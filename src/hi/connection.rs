//! One FastCGI connection: frame dispatch, request multiplexing, and the outgoing byte queue.
//!
//! `Connection` is a plain state machine. It never touches a socket; bytes are pushed in with
//! `receive` and pulled out with `pending_write`/`written`, and replies a handler defers are
//! handed out via `take_deferred` for the caller to drive. `serve_connection` is the async driver
//! that wires it to a tokio stream.

use crate::config::Config;
use crate::error::Error;
use crate::hi::handler::*;
use crate::hi::request::Request;
use crate::hi::response::{self, Response};
use crate::hi::table::RequestTable;
use crate::lowlevel::{FastcgiFrame, FastcgiFrameCodec};
use crate::params;
use crate::s11n::*;

use bytes::{Buf, BytesMut};
use futures::future::{BoxFuture, FutureExt};
use futures::stream::{FuturesUnordered, StreamExt};
use tokio::io::{AsyncRead, AsyncReadExt, AsyncWrite, AsyncWriteExt};
use tokio_util::codec::{Decoder, Encoder};

use std::collections::HashMap;
use std::io;
use std::sync::Arc;

/// A deferred reply on its way back, tagged with the request id and generation it answers.
pub type DeferredReply = BoxFuture<'static, (u16, u64, Result<Response, HandlerError>)>;

pub struct Connection<H: FastcgiRequestHandler> {
    info: ConnectionInfo,
    handler: Arc<H>,
    codec: FastcgiFrameCodec,
    values: HashMap<String, String>,
    read_buf: BytesMut,
    write_buf: BytesMut,
    requests: RequestTable,
    deferred: Vec<DeferredReply>,
    flushing: bool,
    close_after_flush: bool,
    closed: bool,
}

impl<H: FastcgiRequestHandler> Connection<H> {
    pub fn new(handler: Arc<H>, info: ConnectionInfo, config: &Config) -> Connection<H> {
        Connection {
            info,
            handler,
            codec: FastcgiFrameCodec,
            values: config.values().clone(),
            read_buf: BytesMut::with_capacity(config.read_buffer_size),
            write_buf: BytesMut::new(),
            requests: RequestTable::new(),
            deferred: vec![],
            flushing: false,
            close_after_flush: false,
            closed: false,
        }
    }

    pub fn info(&self) -> &ConnectionInfo {
        &self.info
    }

    pub fn is_closed(&self) -> bool {
        self.closed
    }

    /// Number of requests begun and not yet answered or aborted.
    pub fn active_requests(&self) -> usize {
        self.requests.len()
    }

    /// Whether there are queued bytes for the socket (i.e. write interest is registered).
    pub fn wants_write(&self) -> bool {
        self.flushing && !self.closed
    }

    pub fn pending_write(&self) -> &[u8] {
        &self.write_buf
    }

    /// Deferred replies produced since the last call. The caller polls them and feeds each
    /// result back through `complete_deferred`.
    pub fn take_deferred(&mut self) -> Vec<DeferredReply> {
        std::mem::take(&mut self.deferred)
    }

    /// Buffers freshly read bytes and processes every complete frame in the buffer.
    pub fn receive(&mut self, data: &[u8]) {
        if self.closed {
            return;
        }
        self.read_buf.extend_from_slice(data);

        while !self.closed {
            let mut frame = match self.codec.decode(&mut self.read_buf) {
                Ok(Some(frame)) => frame,
                Ok(None) => break,
                Err(e) => {
                    self.close_with_error(e.into());
                    break;
                }
            };

            if frame.version != FASTCGI_VERSION {
                self.report(Error::ProtocolVersionMismatch(frame.version));
                continue;
            }

            if let Err(e) = self.dispatch(&mut frame) {
                self.close_with_error(e);
                break;
            }

            if !self.closed && !frame.content.is_empty() {
                self.close_with_error(Error::ContentNotConsumed {
                    record_type: frame.record_type,
                    remaining: frame.content.len(),
                });
            }
        }
    }

    /// The peer closed its end; nothing more will be read.
    pub fn peer_closed(&mut self) {
        debug!("connection {}: peer closed", self.info.id);
        self.close();
    }

    pub fn read_failed(&mut self, e: io::Error) {
        self.close_with_error(Error::Io(e));
    }

    pub fn write_failed(&mut self, e: io::Error) {
        self.close_with_error(Error::Io(e));
    }

    /// Accounts for `n` bytes of `pending_write` having reached the socket.
    pub fn written(&mut self, n: usize) {
        if self.closed {
            return;
        }
        if n == 0 {
            self.close_with_error(Error::BrokenPipe);
            return;
        }

        self.write_buf.advance(n);
        trace!("connection {}: wrote {} bytes, {} left", self.info.id, n, self.write_buf.len());

        if self.write_buf.is_empty() {
            self.flushing = false;
            if self.close_after_flush {
                debug!("connection {}: not keep-alive, closing", self.info.id);
                self.close();
            }
        }
    }

    /// Feeds back the outcome of a deferred reply. If the request has been aborted meanwhile this
    /// does nothing at all, even when a newer request has since reused the id.
    pub fn complete_deferred(&mut self, request_id: u16, generation: u64,
                             result: Result<Response, HandlerError>)
    {
        if self.closed || !self.requests.awaits_reply(request_id, generation) {
            warn!("connection {}: ignoring late reply for request #{}", self.info.id, request_id);
            return;
        }

        match result {
            Ok(response) => self.complete_request(request_id, APP_STATUS_OK, response),
            Err(e) => {
                self.report(Error::AsyncHandlerRejected(e));
                self.complete_request(request_id, APP_STATUS_ERROR,
                                      Response::internal_server_error());
            }
        }
    }

    /// Closes the connection and tells the handler, once.
    pub fn close(&mut self) {
        if self.closed {
            return;
        }
        self.closed = true;
        self.flushing = false;
        self.handler.on_close(&self.info);
    }

    fn report(&self, e: Error) {
        self.handler.on_error(&e, Some(&self.info));
    }

    fn close_with_error(&mut self, e: Error) {
        self.report(e);
        self.close();
    }

    fn dispatch(&mut self, frame: &mut FastcgiFrame) -> Result<(), Error> {
        let request_id = frame.request_id;
        let record_type = match frame.record_type() {
            Some(record_type) => record_type,
            None => {
                return Err(Error::UnexpectedFrameType {
                    record_type: frame.record_type,
                    request_id,
                });
            }
        };

        match record_type {
            RecordType::BeginRequest => {
                if request_id == NULL_REQUEST_ID {
                    return Err(Error::UnexpectedFrameType {
                        record_type: frame.record_type,
                        request_id,
                    });
                }
                let body = BeginRequestBody::read(&frame.content).ok_or_else(|| {
                    Error::MalformedFrame(format!(
                        "BEGIN-REQUEST body is {} bytes", frame.content.len()))
                })?;
                frame.content.clear();
                self.requests.begin(request_id, &body)
            },
            RecordType::Params => {
                let chunk = frame.content.split();
                self.requests.append_params(request_id, &chunk)
            },
            RecordType::Stdin => {
                let chunk = frame.content.split();
                if let Some(request) = self.requests.append_stdin(request_id, &chunk)? {
                    self.invoke_handler(request);
                }
                Ok(())
            },
            RecordType::AbortRequest => {
                match self.requests.abort(request_id) {
                    Some(_) => Ok(()),
                    None => Err(Error::UnknownRequest { record_type, request_id }),
                }
            },
            RecordType::Data => {
                if !self.requests.contains(request_id) {
                    return Err(Error::UnknownRequest { record_type, request_id });
                }
                // This is only used by the "Filter" role.
                warn!("FCGI_DATA not supported; discarding {} bytes", frame.content.len());
                frame.content.clear();
                Ok(())
            },
            RecordType::GetValues => {
                if request_id != NULL_REQUEST_ID {
                    return Err(Error::UnexpectedFrameType {
                        record_type: frame.record_type,
                        request_id,
                    });
                }
                let query = frame.content.split();
                self.get_values(&query)
            },
            RecordType::UnknownType => {
                debug!("discarding UNKNOWN-TYPE record");
                frame.content.clear();
                Ok(())
            },
            RecordType::EndRequest | RecordType::Stdout | RecordType::Stderr
                    | RecordType::GetValuesResult => {
                error!("illegal record type {:?} from FastCGI client", record_type);
                Err(Error::UnexpectedFrameType { record_type: frame.record_type, request_id })
            },
        }
    }

    fn get_values(&mut self, query: &[u8]) -> Result<(), Error> {
        let requested = params::decode(query)?;
        let values = &self.values;
        let result: Vec<(&[u8], &[u8])> = requested.iter()
            .filter_map(|(name, _)| {
                values.get_key_value(&*String::from_utf8_lossy(name))
                    .map(|(k, v)| (k.as_bytes(), v.as_bytes()))
            })
            .collect();
        debug!("GET-VALUES: answering {} of {} variables", result.len(), requested.len());
        let content = params::encode(result)?;
        self.write_frame(FastcgiFrame::new(RecordType::GetValuesResult, NULL_REQUEST_ID, content));
        Ok(())
    }

    fn invoke_handler(&mut self, request: Request) {
        let request_id = request.request_id;
        let generation = match self.requests.get(request_id) {
            Some(state) => state.generation,
            None => return,
        };

        macro_rules! param {
            ($name:expr) => {
                request.param($name).unwrap_or(concat!("<no ", $name, " set!>"))
            }
        }
        info!("remote {:?} -> request #{} for {:?}",
              param!("REMOTE_ADDR"), request_id, param!("REQUEST_URI"));

        match self.handler.on_request(request, &self.info) {
            Ok(Reply::Immediate(response)) => {
                self.complete_request(request_id, APP_STATUS_OK, response);
            },
            Ok(Reply::Deferred(future)) => {
                debug!("request #{}: reply deferred", request_id);
                self.deferred.push(
                    future.map(move |result| (request_id, generation, result)).boxed());
            },
            Err(e) => {
                self.report(Error::BadResponse(e));
                self.complete_request(request_id, APP_STATUS_ERROR,
                                      Response::internal_server_error());
            },
        }
    }

    fn complete_request(&mut self, request_id: u16, app_status: u32, response: Response) {
        let frames = match response::serialize(request_id, app_status, &response) {
            Ok(frames) => frames,
            Err(e) => {
                self.close_with_error(e);
                return;
            }
        };

        let state = match self.requests.finish(request_id) {
            Some(state) => state,
            None => return,
        };

        for frame in frames {
            self.write_frame(frame);
        }

        if !state.keep_alive {
            self.close_after_flush = true;
        }
    }

    fn write_frame(&mut self, frame: FastcgiFrame) {
        if self.closed {
            return;
        }
        if let Err(e) = self.codec.encode(frame, &mut self.write_buf) {
            self.close_with_error(e.into());
            return;
        }
        self.flushing = true;
    }
}

/// Runs one connection over `io` until it closes: reads feed the engine, queued output is
/// written as the socket accepts it, and deferred replies are awaited alongside both.
pub async fn serve_connection<IO, H>(io: IO, handler: Arc<H>, info: ConnectionInfo,
                                     config: &Config)
    where IO: AsyncRead + AsyncWrite,
          H: FastcgiRequestHandler,
{
    let (mut reader, mut writer) = tokio::io::split(io);
    let mut read_buf = vec![0u8; config.read_buffer_size.max(1)];
    let mut pending: FuturesUnordered<DeferredReply> = FuturesUnordered::new();

    handler.on_open(&info);
    let mut conn = Connection::new(handler, info, config);

    while !conn.is_closed() {
        tokio::select! {
            res = reader.read(&mut read_buf) => match res {
                Ok(0) => conn.peer_closed(),
                Ok(n) => conn.receive(&read_buf[..n]),
                Err(e) => conn.read_failed(e),
            },
            res = writer.write(conn.pending_write()), if conn.wants_write() => match res {
                Ok(n) => conn.written(n),
                Err(e) => conn.write_failed(e),
            },
            Some((request_id, generation, result)) = pending.next(), if !pending.is_empty() => {
                conn.complete_deferred(request_id, generation, result);
            },
        }
        pending.extend(conn.take_deferred());
    }

    if let Err(e) = writer.shutdown().await {
        debug!("connection {}: shutdown: {}", conn.info().id, e);
    }
}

•••••

For each line in the data that holds "None", add one to a count, then report that count alone.

### Expected answer
5